Where our team of editors discuss what they think about the current BM issues.

Warwick Sharp discusses the elephant in the document review room.
“You could read 40% of the emails to cover 100% of the data. Bottom line: less information lets you make faster, better decisions.”
-Warwick Sharp, VP Marketing & Business Development at Equivio
For e-discovery vendors, de-duping is standard practice, so what’s new about managing ‘redundant’ data? The volume of duplicate documents in litigation discovery is dwarfed by the number of ‘near-duplicates’ – substantially similar versions that differ by a few words or paragraphs. Near-duplicates and email threads are a huge source of inefficiency in litigation processes, especially review. In many cases, document review now costs more than preparing the entire rest of the case. Reviewing redundant email messages and near-duplicate documents is a huge component of that cost.
Near-duplicates and emails are the proverbial elephant in the document review room. First-time users tend to be very surprised by the volumes of redundant data discovered. Redundant data in near-duplicates and email threads typically account for 30 to 50% of the materials to be reviewed – on top of the exact duplicates. The potential for cost savings is huge.
Our approach is to expose and highlight the unique data. For example, let’s assume we’ve discovered a group of near-duplicate documents. Equivio software suggests a ‘pivot’ document within each set of near-duplicates that you should read first. If the pivot document is clearly irrelevant to your review, you can skip the remainder of the near-duplicate set, since the other documents differ by just a few words.
But what about the danger of overlooking critical documents? While a near-duplicate might have a small word change that could be crucial to the entire case, by identifying the redundant data, we expose the unique data. This actually reduces the risk of missing important documents. For example, you might review the pivot and decide that it’s an important document. So, you’ll need to review each of its near-duplicates. But you don’t need to read every version in full. Having read the pivot, you can simply use a redline tool to highlight the differences vis-à-vis the pivot. By zooming in on the unique information in each document, you have a much better chance of finding what you’re looking for.

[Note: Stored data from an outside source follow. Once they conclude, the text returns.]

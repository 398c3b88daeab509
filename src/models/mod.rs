use rust_decimal::Decimal;
use serde::{Deserialize, Serialize};
use uuid::Uuid;
use validator::Validate;

/// License tiers a digital product can be purchased under.
#[derive(Debug, Clone, Copy, PartialEq, Eq, Hash, Serialize, Deserialize)]
#[serde(rename_all = "snake_case")]
pub enum LicenseTier {
    Personal,
    Commercial,
    Extended,
}

/// Identity of a cart line: the same product under a different license
/// tier is a distinct line.
#[derive(Debug, Clone, Copy, PartialEq, Eq, Hash, Serialize, Deserialize)]
pub struct LineItemKey {
    pub product_ref: Uuid,
    pub license_tier: LicenseTier,
}

/// A single cart line. Re-adding the same `(product_ref, license_tier)`
/// key increments `quantity` rather than duplicating the line.
#[derive(Debug, Clone, Serialize, Deserialize)]
pub struct CartLineItem {
    pub product_ref: Uuid,
    pub name: String,
    pub unit_price: Decimal,
    pub quantity: i32,
    pub license_tier: LicenseTier,
}

impl CartLineItem {
    pub fn key(&self) -> LineItemKey {
        LineItemKey {
            product_ref: self.product_ref,
            license_tier: self.license_tier,
        }
    }

    pub fn line_total(&self) -> Decimal {
        self.unit_price * Decimal::from(self.quantity)
    }
}

#[derive(Debug, Clone, Copy, PartialEq, Eq, Serialize, Deserialize)]
#[serde(rename_all = "snake_case")]
pub enum DiscountKind {
    Percentage,
    FixedAmount,
}

/// A promotional discount instrument. At most one occupies the cart's
/// coupon slot; a manual coupon always replaces an auto-applied one.
#[derive(Debug, Clone, PartialEq, Serialize, Deserialize)]
pub struct Coupon {
    pub code: String,
    pub discount_value: Decimal,
    pub kind: DiscountKind,
    pub auto_applied: bool,
}

/// A store-credit instrument. The balance is a client-side snapshot;
/// the ledger authority owns the actual debit at redemption time.
#[derive(Debug, Clone, PartialEq, Serialize, Deserialize)]
pub struct GiftCard {
    pub code: String,
    pub balance: Decimal,
}

/// Billing identity required before any settlement attempt.
#[derive(Debug, Clone, Serialize, Deserialize, Validate)]
pub struct BillingInfo {
    #[validate(email)]
    pub email: String,
    #[validate(length(min = 1))]
    pub first_name: String,
    #[validate(length(min = 1))]
    pub last_name: String,
}

/// Ephemeral snapshot built fresh for one settlement attempt; never
/// persisted beyond it.
#[derive(Debug, Clone, Serialize, Deserialize)]
pub struct OrderIntent {
    pub items: Vec<CartLineItem>,
    #[serde(skip_serializing_if = "Option::is_none")]
    pub billing: Option<BillingInfo>,
    pub total_amount: Decimal,
    pub currency: String,
    #[serde(skip_serializing_if = "Option::is_none")]
    pub coupon_code: Option<String>,
    #[serde(skip_serializing_if = "Option::is_none")]
    pub gift_card_code: Option<String>,
    #[serde(skip_serializing_if = "Option::is_none")]
    pub gift_card_amount: Option<Decimal>,
}

#[derive(Debug, Clone, Serialize, Deserialize)]
pub struct OrderConfirmation {
    pub order_id: String,
}

/// Which settlement boundary finalizes the current checkout.
#[derive(Debug, Clone, Copy, PartialEq, Eq, Serialize, Deserialize)]
#[serde(rename_all = "snake_case")]
pub enum SettlementPath {
    Free,
    Provider,
}

/// Derived payable amount, recomputed from store state on every read.
#[derive(Debug, Clone, PartialEq, Serialize, Deserialize)]
pub struct CheckoutQuote {
    pub subtotal: Decimal,
    pub coupon_discount: Decimal,
    pub after_coupon: Decimal,
    pub gift_card_discount: Decimal,
    pub total: Decimal,
    pub path: SettlementPath,
}
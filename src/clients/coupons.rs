use crate::{
    clients::json_body,
    errors::ServiceError,
    models::{Coupon, DiscountKind},
};
use async_trait::async_trait;
use reqwest::StatusCode;
use rust_decimal::Decimal;
use serde::{Deserialize, Serialize};
use tracing::instrument;

/// Why the remote authority refused a coupon code.
#[derive(Debug, Clone, Copy, PartialEq, Eq, Serialize, Deserialize)]
#[serde(rename_all = "snake_case")]
pub enum CouponRejection {
    Unknown,
    Expired,
    NotEligible,
    RateLimited,
}

impl CouponRejection {
    /// Buyer-facing message for the rejection.
    pub fn message(&self) -> &'static str {
        match self {
            Self::Unknown => "This coupon code is not recognized",
            Self::Expired => "This coupon code has expired",
            Self::NotEligible => "This coupon is not available for your account",
            Self::RateLimited => "Too many attempts, please try again shortly",
        }
    }
}

/// Outcome of a coupon validation call.
#[derive(Debug, Clone)]
pub enum CouponValidation {
    Valid(Coupon),
    Rejected(CouponRejection),
}

/// Validates promotional codes against the remote coupon authority.
/// Called at most once per explicit apply action, never per keystroke.
#[cfg_attr(test, mockall::automock)]
#[async_trait]
pub trait CouponResolver: Send + Sync {
    async fn validate<'a>(
        &self,
        code: &str,
        buyer_email: Option<&'a str>,
    ) -> Result<CouponValidation, ServiceError>;
}

#[derive(Debug, Serialize)]
struct ValidateRequest<'a> {
    code: &'a str,
    #[serde(skip_serializing_if = "Option::is_none")]
    buyer_email: Option<&'a str>,
}

#[derive(Debug, Deserialize)]
struct ValidateResponse {
    code: String,
    discount_value: Decimal,
    discount_kind: DiscountKind,
}

#[derive(Debug, Deserialize)]
struct RejectionResponse {
    reason: CouponRejection,
}

#[derive(Clone)]
pub struct HttpCouponResolver {
    client: reqwest::Client,
    base_url: String,
}

impl HttpCouponResolver {
    pub fn new(client: reqwest::Client, base_url: impl Into<String>) -> Self {
        Self {
            client,
            base_url: base_url.into(),
        }
    }
}

#[async_trait]
impl CouponResolver for HttpCouponResolver {
    #[instrument(skip(self))]
    async fn validate<'a>(
        &self,
        code: &str,
        buyer_email: Option<&'a str>,
    ) -> Result<CouponValidation, ServiceError> {
        let response = self
            .client
            .post(format!("{}/coupons/validate", self.base_url))
            .json(&ValidateRequest { code, buyer_email })
            .send()
            .await?;

        match response.status() {
            status if status.is_success() => {
                let body: ValidateResponse = json_body(response).await?;
                // The authority's value is untrusted; a negative value
                // or a percentage above 100 would push the discounted
                // amount outside [0, subtotal].
                let discount_value = match body.discount_kind {
                    DiscountKind::Percentage => body
                        .discount_value
                        .clamp(Decimal::ZERO, Decimal::ONE_HUNDRED),
                    DiscountKind::FixedAmount => body.discount_value.max(Decimal::ZERO),
                };
                Ok(CouponValidation::Valid(Coupon {
                    code: body.code,
                    discount_value,
                    kind: body.discount_kind,
                    auto_applied: false,
                }))
            }
            StatusCode::TOO_MANY_REQUESTS => {
                Ok(CouponValidation::Rejected(CouponRejection::RateLimited))
            }
            StatusCode::NOT_FOUND | StatusCode::UNPROCESSABLE_ENTITY => {
                let body: RejectionResponse = json_body(response).await?;
                Ok(CouponValidation::Rejected(body.reason))
            }
            status => Err(ServiceError::ExternalServiceError(format!(
                "coupon authority returned {}",
                status
            ))),
        }
    }
}
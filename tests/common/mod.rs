#![allow(dead_code)]

//! Scripted boundary fakes and a session harness for integration tests.
//! Each fake pops its next scripted outcome per call, optionally after a
//! delay, and records what it was asked so tests can assert on the exact
//! boundary traffic.

use async_trait::async_trait;
use rust_decimal::Decimal;
use std::collections::VecDeque;
use std::sync::atomic::{AtomicUsize, Ordering};
use std::sync::{Arc, Mutex};
use std::time::Duration;
use tokio::sync::mpsc;
use uuid::Uuid;

use storefront_checkout::clients::{
    CouponResolver, CouponValidation, GiftCardLedger, GiftCardValidation, OrderGateway,
    PaymentProvider,
};
use storefront_checkout::config::StorefrontConfig;
use storefront_checkout::errors::ServiceError;
use storefront_checkout::events::{Event, EventSender};
use storefront_checkout::models::{
    BillingInfo, CartLineItem, LicenseTier, OrderConfirmation, OrderIntent,
};
use storefront_checkout::services::cart::{AddItemInput, CartService};
use storefront_checkout::services::checkout::CheckoutService;
use storefront_checkout::services::gift_card::GiftCardService;

type Script<T> = Mutex<VecDeque<(Duration, Result<T, ServiceError>)>>;

fn pop<T>(script: &Script<T>, what: &str) -> (Duration, Result<T, ServiceError>) {
    script
        .lock()
        .expect("script lock")
        .pop_front()
        .unwrap_or_else(|| panic!("no scripted outcome left for {}", what))
}

#[derive(Default)]
pub struct ScriptedCouponResolver {
    script: Script<CouponValidation>,
    pub calls: AtomicUsize,
}

impl ScriptedCouponResolver {
    pub fn push(&self, outcome: Result<CouponValidation, ServiceError>) {
        self.push_delayed(Duration::ZERO, outcome);
    }

    pub fn push_delayed(&self, delay: Duration, outcome: Result<CouponValidation, ServiceError>) {
        self.script
            .lock()
            .expect("script lock")
            .push_back((delay, outcome));
    }
}

#[async_trait]
impl CouponResolver for ScriptedCouponResolver {
    async fn validate<'a>(
        &self,
        _code: &str,
        _buyer_email: Option<&'a str>,
    ) -> Result<CouponValidation, ServiceError> {
        let (delay, outcome) = pop(&self.script, "coupon validate");
        self.calls.fetch_add(1, Ordering::SeqCst);
        if !delay.is_zero() {
            tokio::time::sleep(delay).await;
        }
        outcome
    }
}

#[derive(Default)]
pub struct ScriptedGiftCardLedger {
    validate_script: Script<GiftCardValidation>,
    redeem_script: Script<()>,
    pub redemptions: Mutex<Vec<(String, Decimal)>>,
}

impl ScriptedGiftCardLedger {
    pub fn push_validate(&self, outcome: Result<GiftCardValidation, ServiceError>) {
        self.validate_script
            .lock()
            .expect("script lock")
            .push_back((Duration::ZERO, outcome));
    }

    pub fn push_redeem(&self, outcome: Result<(), ServiceError>) {
        self.redeem_script
            .lock()
            .expect("script lock")
            .push_back((Duration::ZERO, outcome));
    }

    pub fn recorded_redemptions(&self) -> Vec<(String, Decimal)> {
        self.redemptions.lock().expect("redemptions lock").clone()
    }
}

#[async_trait]
impl GiftCardLedger for ScriptedGiftCardLedger {
    async fn validate(&self, _code: &str) -> Result<GiftCardValidation, ServiceError> {
        let (_, outcome) = pop(&self.validate_script, "gift card validate");
        outcome
    }

    async fn redeem(&self, code: &str, amount: Decimal) -> Result<(), ServiceError> {
        self.redemptions
            .lock()
            .expect("redemptions lock")
            .push((code.to_string(), amount));
        let (_, outcome) = pop(&self.redeem_script, "gift card redeem");
        outcome
    }
}

#[derive(Default)]
pub struct ScriptedOrderGateway {
    free_order_script: Script<OrderConfirmation>,
    history_script: Script<bool>,
    pub free_order_intents: Mutex<Vec<OrderIntent>>,
    pub history_calls: AtomicUsize,
}

impl ScriptedOrderGateway {
    pub fn push_free_order(&self, outcome: Result<OrderConfirmation, ServiceError>) {
        self.free_order_script
            .lock()
            .expect("script lock")
            .push_back((Duration::ZERO, outcome));
    }

    pub fn push_history(&self, outcome: Result<bool, ServiceError>) {
        self.history_script
            .lock()
            .expect("script lock")
            .push_back((Duration::ZERO, outcome));
    }

    pub fn recorded_intents(&self) -> Vec<OrderIntent> {
        self.free_order_intents
            .lock()
            .expect("intents lock")
            .clone()
    }
}

#[async_trait]
impl OrderGateway for ScriptedOrderGateway {
    async fn create_free_order(
        &self,
        intent: &OrderIntent,
    ) -> Result<OrderConfirmation, ServiceError> {
        self.free_order_intents
            .lock()
            .expect("intents lock")
            .push(intent.clone());
        let (_, outcome) = pop(&self.free_order_script, "free order create");
        outcome
    }

    async fn has_prior_purchase(&self, _email: &str) -> Result<bool, ServiceError> {
        self.history_calls.fetch_add(1, Ordering::SeqCst);
        let (_, outcome) = pop(&self.history_script, "purchase history");
        outcome
    }
}

#[derive(Default)]
pub struct ScriptedPaymentProvider {
    create_script: Script<String>,
    capture_script: Script<OrderConfirmation>,
    pub create_intents: Mutex<Vec<OrderIntent>>,
    pub capture_intents: Mutex<Vec<(String, OrderIntent)>>,
}

impl ScriptedPaymentProvider {
    pub fn push_create(&self, outcome: Result<String, ServiceError>) {
        self.push_create_delayed(Duration::ZERO, outcome);
    }

    pub fn push_create_delayed(&self, delay: Duration, outcome: Result<String, ServiceError>) {
        self.create_script
            .lock()
            .expect("script lock")
            .push_back((delay, outcome));
    }

    pub fn push_capture(&self, outcome: Result<OrderConfirmation, ServiceError>) {
        self.capture_script
            .lock()
            .expect("script lock")
            .push_back((Duration::ZERO, outcome));
    }

    pub fn recorded_creates(&self) -> Vec<OrderIntent> {
        self.create_intents.lock().expect("intents lock").clone()
    }

    pub fn recorded_captures(&self) -> Vec<(String, OrderIntent)> {
        self.capture_intents.lock().expect("intents lock").clone()
    }
}

#[async_trait]
impl PaymentProvider for ScriptedPaymentProvider {
    async fn create_order(&self, intent: &OrderIntent) -> Result<String, ServiceError> {
        self.create_intents
            .lock()
            .expect("intents lock")
            .push(intent.clone());
        let (delay, outcome) = pop(&self.create_script, "provider create");
        if !delay.is_zero() {
            tokio::time::sleep(delay).await;
        }
        outcome
    }

    async fn capture_order(
        &self,
        provider_order_id: &str,
        intent: &OrderIntent,
    ) -> Result<OrderConfirmation, ServiceError> {
        self.capture_intents
            .lock()
            .expect("intents lock")
            .push((provider_order_id.to_string(), intent.clone()));
        let (_, outcome) = pop(&self.capture_script, "provider capture");
        outcome
    }
}

/// One checkout session wired to scripted boundaries.
pub struct TestHarness {
    pub cart: Arc<CartService>,
    pub gift_cards: Arc<GiftCardService>,
    pub checkout: Arc<CheckoutService>,
    pub resolver: Arc<ScriptedCouponResolver>,
    pub ledger: Arc<ScriptedGiftCardLedger>,
    pub orders: Arc<ScriptedOrderGateway>,
    pub provider: Arc<ScriptedPaymentProvider>,
    pub events: mpsc::Receiver<Event>,
}

impl TestHarness {
    pub fn new() -> Self {
        let session_id = Uuid::new_v4();
        let config = Arc::new(StorefrontConfig::default());
        let (tx, rx) = mpsc::channel(64);
        let event_sender = Arc::new(EventSender::new(tx));

        let resolver = Arc::new(ScriptedCouponResolver::default());
        let ledger = Arc::new(ScriptedGiftCardLedger::default());
        let orders = Arc::new(ScriptedOrderGateway::default());
        let provider = Arc::new(ScriptedPaymentProvider::default());

        let cart = Arc::new(CartService::new(
            session_id,
            resolver.clone(),
            orders.clone(),
            event_sender.clone(),
            config.clone(),
        ));
        let gift_cards = Arc::new(GiftCardService::new(
            session_id,
            ledger.clone(),
            event_sender.clone(),
        ));
        let checkout = Arc::new(CheckoutService::new(
            session_id,
            cart.clone(),
            gift_cards.clone(),
            ledger.clone(),
            orders.clone(),
            provider.clone(),
            event_sender,
            config,
        ));

        Self {
            cart,
            gift_cards,
            checkout,
            resolver,
            ledger,
            orders,
            provider,
            events: rx,
        }
    }

    /// Drains every event delivered so far.
    pub fn drain_events(&mut self) -> Vec<Event> {
        let mut events = Vec::new();
        while let Ok(event) = self.events.try_recv() {
            events.push(event);
        }
        events
    }
}

pub fn item(name: &str, unit_price: Decimal, quantity: i32) -> AddItemInput {
    AddItemInput {
        product_ref: Uuid::new_v4(),
        name: name.to_string(),
        unit_price,
        quantity,
        license_tier: LicenseTier::Personal,
    }
}

pub fn billing() -> BillingInfo {
    BillingInfo {
        email: "buyer@example.com".to_string(),
        first_name: "Ada".to_string(),
        last_name: "Lovelace".to_string(),
    }
}

pub fn only_item(items: &[CartLineItem]) -> &CartLineItem {
    assert_eq!(items.len(), 1, "expected exactly one cart line");
    &items[0]
}
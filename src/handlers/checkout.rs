use crate::handlers::common::{
    created_response, map_service_error, no_content_response, success_response, validate_input,
};
use crate::{
    errors::ApiError,
    models::{BillingInfo, GiftCard},
    services::checkout::CheckoutPhase,
    AppState,
};
use axum::{
    extract::{Json, Path, State},
    routing::{delete, get, post},
    Router,
};
use serde::{Deserialize, Serialize};
use std::sync::Arc;
use uuid::Uuid;
use validator::Validate;

/// Creates the router for session, gift card and settlement endpoints.
pub fn checkout_routes() -> Router<Arc<AppState>> {
    Router::new()
        .route("/", post(create_session))
        .route("/:id", get(get_session))
        .route("/:id", delete(end_session))
        .route("/:id/gift-card", post(apply_gift_card))
        .route("/:id/gift-card", delete(remove_gift_card))
        .route("/:id/quote", get(get_quote))
        .route("/:id/free-order", post(free_order))
        .route("/:id/provider/orders", post(create_provider_order))
        .route(
            "/:id/provider/orders/:provider_order_id/capture",
            post(capture_provider_order),
        )
        .route("/:id/provider/cancel", post(provider_cancel))
        .route("/:id/provider/error", post(provider_error))
}

#[derive(Debug, Serialize)]
struct SessionCreated {
    session_id: Uuid,
}

#[derive(Debug, Serialize)]
struct SessionView {
    session_id: Uuid,
    phase: CheckoutPhase,
    gift_card: Option<GiftCard>,
}

#[derive(Debug, Deserialize, Validate)]
struct ApplyGiftCardRequest {
    #[validate(length(min = 1, message = "Gift card code must not be empty"))]
    code: String,
}

#[derive(Debug, Deserialize, Validate)]
struct FreeOrderRequest {
    #[validate]
    billing: BillingInfo,
}

#[derive(Debug, Serialize)]
struct ProviderOrderCreated {
    provider_order_id: String,
}

#[derive(Debug, Deserialize, Validate)]
struct CaptureRequest {
    #[validate]
    billing: BillingInfo,
}

#[derive(Debug, Deserialize)]
struct ProviderErrorRequest {
    message: String,
}

/// Open a new checkout session
async fn create_session(
    State(state): State<Arc<AppState>>,
) -> Result<impl axum::response::IntoResponse, ApiError> {
    let session = state.sessions.create().await;
    Ok(created_response(SessionCreated {
        session_id: session.id,
    }))
}

/// Get the session's phase and gift card slot
async fn get_session(
    State(state): State<Arc<AppState>>,
    Path(id): Path<Uuid>,
) -> Result<impl axum::response::IntoResponse, ApiError> {
    let session = state.session(id)?;
    Ok(success_response(SessionView {
        session_id: session.id,
        phase: session.checkout.phase(),
        gift_card: session.gift_cards.applied(),
    }))
}

/// Discard a session and its local state
async fn end_session(
    State(state): State<Arc<AppState>>,
    Path(id): Path<Uuid>,
) -> Result<impl axum::response::IntoResponse, ApiError> {
    state
        .sessions
        .remove(id)
        .ok_or_else(|| ApiError::NotFound(format!("Checkout session {} not found", id)))?;
    Ok(no_content_response())
}

/// Validate a gift card and fill the slot with its live balance
async fn apply_gift_card(
    State(state): State<Arc<AppState>>,
    Path(id): Path<Uuid>,
    Json(payload): Json<ApplyGiftCardRequest>,
) -> Result<impl axum::response::IntoResponse, ApiError> {
    validate_input(&payload)?;
    let session = state.session(id)?;

    let card = session
        .gift_cards
        .apply(&payload.code)
        .await
        .map_err(map_service_error)?;

    Ok(success_response(card))
}

/// Clear the gift card slot
async fn remove_gift_card(
    State(state): State<Arc<AppState>>,
    Path(id): Path<Uuid>,
) -> Result<impl axum::response::IntoResponse, ApiError> {
    let session = state.session(id)?;
    session.gift_cards.clear().await;
    Ok(no_content_response())
}

/// Derive the current quote from store state
async fn get_quote(
    State(state): State<Arc<AppState>>,
    Path(id): Path<Uuid>,
) -> Result<impl axum::response::IntoResponse, ApiError> {
    let session = state.session(id)?;
    Ok(success_response(session.checkout.quote()))
}

/// Settle a zero-total checkout through the free-order boundary
async fn free_order(
    State(state): State<Arc<AppState>>,
    Path(id): Path<Uuid>,
    Json(payload): Json<FreeOrderRequest>,
) -> Result<impl axum::response::IntoResponse, ApiError> {
    validate_input(&payload)?;
    let session = state.session(id)?;

    let confirmation = session
        .checkout
        .handle_free_order(payload.billing)
        .await
        .map_err(map_service_error)?;

    Ok(created_response(confirmation))
}

/// Provider create hook: register an order for the current total
async fn create_provider_order(
    State(state): State<Arc<AppState>>,
    Path(id): Path<Uuid>,
) -> Result<impl axum::response::IntoResponse, ApiError> {
    let session = state.session(id)?;

    let provider_order_id = session
        .checkout
        .create_provider_order()
        .await
        .map_err(map_service_error)?;

    Ok(created_response(ProviderOrderCreated { provider_order_id }))
}

/// Provider approve hook: capture the authorized payment
async fn capture_provider_order(
    State(state): State<Arc<AppState>>,
    Path((id, provider_order_id)): Path<(Uuid, String)>,
    Json(payload): Json<CaptureRequest>,
) -> Result<impl axum::response::IntoResponse, ApiError> {
    validate_input(&payload)?;
    let session = state.session(id)?;

    let confirmation = session
        .checkout
        .capture_provider_order(&provider_order_id, payload.billing)
        .await
        .map_err(map_service_error)?;

    Ok(created_response(confirmation))
}

/// Provider cancel hook
async fn provider_cancel(
    State(state): State<Arc<AppState>>,
    Path(id): Path<Uuid>,
) -> Result<impl axum::response::IntoResponse, ApiError> {
    let session = state.session(id)?;
    session.checkout.provider_cancelled();
    Ok(no_content_response())
}

/// Provider error hook
async fn provider_error(
    State(state): State<Arc<AppState>>,
    Path(id): Path<Uuid>,
    Json(payload): Json<ProviderErrorRequest>,
) -> Result<impl axum::response::IntoResponse, ApiError> {
    let session = state.session(id)?;
    session.checkout.provider_errored(&payload.message);
    Ok(no_content_response())
}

The challenge with emails is to reconstruct the email thread structures, with all the sub-conversations and side conversations that are typical in email chains. Once you have the thread structure in place, the reviewer can just focus on the last message in each thread. From the software point of view, the trick is analyzing the content to verify that the last message does in fact contain all the previous messages in the thread. In the Enron data, for example, there are 517,000 emails. We found 205,000 emails that contained all the other emails. In other words, you could read 40% of the emails to cover 100% of the data. Bottom line: less information lets you make faster, better decisions.
The key players that benefit are the corporate litigants. By using the near-duplicate and email thread groupings, corporations consistently see a reduction in litigation review costs of 30 to 50%. By allowing bulk handling of very similar documents, both litigants and their outside counsel can be more confident in privilege logs and in representations they make in court about the documents.
Corporations are driving the industry to think outside the box of traditional document review. In Equivio’s experience, when corporations see the cost savings at stake here with this technology, they tend to take a very proactive stance in making it a requirement for their outside counsel and e-discovery service providers.
Warwick Sharp is Vice President, Marketing and Business Development at Equivio. Warwick is one of the founders of Equivio, a provider of software for managing data redundancy, and a top 10 vendor in e-discovery. Warwick was previously Vice President of Marketing at Amdocs, the world leader in telecom billing systems.